- Task requirements: Reproduce word for word, from the entries below, the line with "#[derive(Clone, Default)]", the line with "pub fn inertia()", and every line between them, and nothing more.
□ □ □
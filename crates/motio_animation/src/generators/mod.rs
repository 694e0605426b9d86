//! Animation generators
//!
//! A generator maps elapsed milliseconds to a sample and a completion flag.
//! The kind is chosen once, when the animation is built:
//!
//! - [`spring`]: closed-form damped oscillator
//! - [`inertia`]: exponential decay with optional boundary springs
//! - [`keyframes`]: eased tween across explicit keyframes
//! - custom: anything implementing [`KeyframeGenerator`]

pub mod duration;
pub mod inertia;
pub mod keyframes;
pub mod spring;

pub use duration::{calc_generator_duration, generator_easing, GENERATOR_STEP_MS, MAX_GENERATOR_DURATION_MS};
pub use inertia::{InertiaGenerator, InertiaOptions};
pub use keyframes::{KeyframesGenerator, TweenOptions};
pub use spring::{SpringGenerator, SpringOptions};

use crate::mix::{get_mixer, Mixer};
use motio_core::Value;
use std::fmt;
use std::rc::Rc;

/// One generator sample
#[derive(Clone, Debug, PartialEq)]
pub struct AnimationState<V> {
    pub value: V,
    pub done: bool,
}

impl<V> AnimationState<V> {
    pub fn new(value: V, done: bool) -> Self {
        Self { value, done }
    }
}

/// A caller-supplied generator
pub trait KeyframeGenerator {
    /// Sample at `t` milliseconds
    fn next(&mut self, t: f64) -> AnimationState<Value>;

    /// Known total duration in milliseconds, or `None` if open-ended
    fn calculated_duration(&self) -> Option<f64> {
        None
    }
}

/// Builds a custom generator from the animation's resolved options
pub type GeneratorFactory = Rc<dyn Fn(&GeneratorOptions) -> Box<dyn KeyframeGenerator>>;

/// Which generator drives an animation
#[derive(Clone, Default)]
pub enum AnimationType {
    #[default]
    Tween,
    Spring(SpringOptions),
    Inertia(InertiaOptions),
    Custom(GeneratorFactory),
}

impl AnimationType {
    pub fn spring() -> Self {
        AnimationType::Spring(SpringOptions::default())
    }

    pub fn inertia() -> Self {
        AnimationType::Inertia(InertiaOptions::default())
    }

    pub fn is_tween(&self) -> bool {
        matches!(self, AnimationType::Tween)
    }

    pub fn name(&self) -> &'static str {
        match self {
            AnimationType::Tween => "tween",
            AnimationType::Spring(_) => "spring",
            AnimationType::Inertia(_) => "inertia",
            AnimationType::Custom(_) => "custom",
        }
    }
}

impl fmt::Debug for AnimationType {
    fn fmt(&self, f: &mut fmt::Formatter<'_>) -> fmt::Result {
        match self {
            AnimationType::Tween => f.write_str("Tween"),
            AnimationType::Spring(options) => f.debug_tuple("Spring").field(options).finish(),
            AnimationType::Inertia(options) => f.debug_tuple("Inertia").field(options).finish(),
            AnimationType::Custom(_) => f.write_str("Custom(..)"),
        }
    }
}

/// Everything a generator is built from
#[derive(Clone, Debug, Default)]
pub struct GeneratorOptions {
    pub keyframes: Vec<Value>,
    /// Initial velocity in units per second
    pub velocity: f64,
    /// Duration in milliseconds
    pub duration: Option<f64>,
    pub tween: TweenOptions,
}

/// A generator chosen once at construction
pub enum Generator {
    Spring(SpringGenerator),
    Inertia(InertiaGenerator),
    Keyframes(KeyframesGenerator),
    Custom(Box<dyn KeyframeGenerator>),
    /// A numeric generator running 0..100 mapped through a value mixer
    Mapped { inner: Box<Generator>, mixer: Mixer },
}

impl Generator {
    /// Build the generator for `kind`.
    ///
    /// Physics generators need numbers: non-numeric keyframes run a 0..100
    /// generator and mix the first two keyframes by its progress.
    pub fn build(kind: &AnimationType, options: &GeneratorOptions) -> Generator {
        let numeric: Option<Vec<f64>> = options
            .keyframes
            .iter()
            .map(|keyframe| match keyframe {
                Value::Number(n) => Some(*n),
                Value::Text(_) => None,
            })
            .collect();

        match (kind, numeric) {
            (AnimationType::Tween, _) => Generator::Keyframes(KeyframesGenerator::new(
                options.keyframes.clone(),
                options.duration,
                &options.tween,
            )),
            (AnimationType::Custom(factory), _) => Generator::Custom(factory(options)),
            (_, Some(numbers)) if !numbers.is_empty() => Self::build_physics(kind, &numbers, options),
            (_, _) => {
                let mixer = match options.keyframes.as_slice() {
                    [from, to, ..] => get_mixer(from, to),
                    [only] => get_mixer(only, only),
                    [] => get_mixer(&Value::default(), &Value::default()),
                };
                let inner = Self::build_physics(kind, &[0.0, 100.0], options);
                Generator::Mapped {
                    inner: Box::new(inner),
                    mixer,
                }
            }
        }
    }

    fn build_physics(kind: &AnimationType, numbers: &[f64], options: &GeneratorOptions) -> Generator {
        let origin = numbers[0];
        let target = numbers[numbers.len() - 1];
        match kind {
            AnimationType::Inertia(inertia) => {
                let inertia = InertiaOptions {
                    velocity: options.velocity,
                    ..inertia.clone()
                };
                Generator::Inertia(InertiaGenerator::new(origin, &inertia))
            }
            AnimationType::Spring(spring) => {
                let spring = SpringOptions {
                    velocity: options.velocity,
                    duration: spring.duration.or(options.duration),
                    ..spring.clone()
                };
                Generator::Spring(SpringGenerator::new(origin, target, &spring))
            }
            _ => Generator::Spring(SpringGenerator::new(origin, target, &SpringOptions::default())),
        }
    }

    /// Sample at `t` milliseconds
    pub fn next(&mut self, t: f64) -> AnimationState<Value> {
        match self {
            Generator::Spring(spring) => {
                let state = spring.next(t);
                AnimationState::new(Value::Number(state.value), state.done)
            }
            Generator::Inertia(inertia) => {
                let state = inertia.next(t);
                AnimationState::new(Value::Number(state.value), state.done)
            }
            Generator::Keyframes(keyframes) => keyframes.next(t),
            Generator::Custom(custom) => custom.next(t),
            Generator::Mapped { inner, mixer } => {
                let state = inner.next(t);
                let percent = state.value.as_number().unwrap_or(0.0);
                AnimationState::new(mixer(percent / 100.0), state.done)
            }
        }
    }

    /// Known duration in milliseconds, `None` when it must be discovered
    pub fn calculated_duration(&self) -> Option<f64> {
        match self {
            Generator::Spring(spring) => spring.calculated_duration(),
            Generator::Inertia(_) => None,
            Generator::Keyframes(keyframes) => Some(keyframes.duration()),
            Generator::Custom(custom) => custom.calculated_duration(),
            Generator::Mapped { inner, .. } => inner.calculated_duration(),
        }
    }

    pub fn kind_name(&self) -> &'static str {
        match self {
            Generator::Spring(_) => "spring",
            Generator::Inertia(_) => "inertia",
            Generator::Keyframes(_) => "keyframes",
            Generator::Custom(_) => "custom",
            Generator::Mapped { inner, .. } => inner.kind_name(),
        }
    }
}

impl fmt::Debug for Generator {
    fn fmt(&self, f: &mut fmt::Formatter<'_>) -> fmt::Result {
        f.debug_struct("Generator")
            .field("kind", &self.kind_name())
            .field("calculated_duration", &self.calculated_duration())
            .finish()
    }
}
□ □ □
- Written response:
#[derive(Clone, Default)]
pub enum AnimationType {
    #[default]
    Tween,
    Spring(SpringOptions),
    Inertia(InertiaOptions),
    Custom(GeneratorFactory),
}

impl AnimationType {
    pub fn spring() -> Self {
        AnimationType::Spring(SpringOptions::default())
    }

    pub fn inertia() -> Self {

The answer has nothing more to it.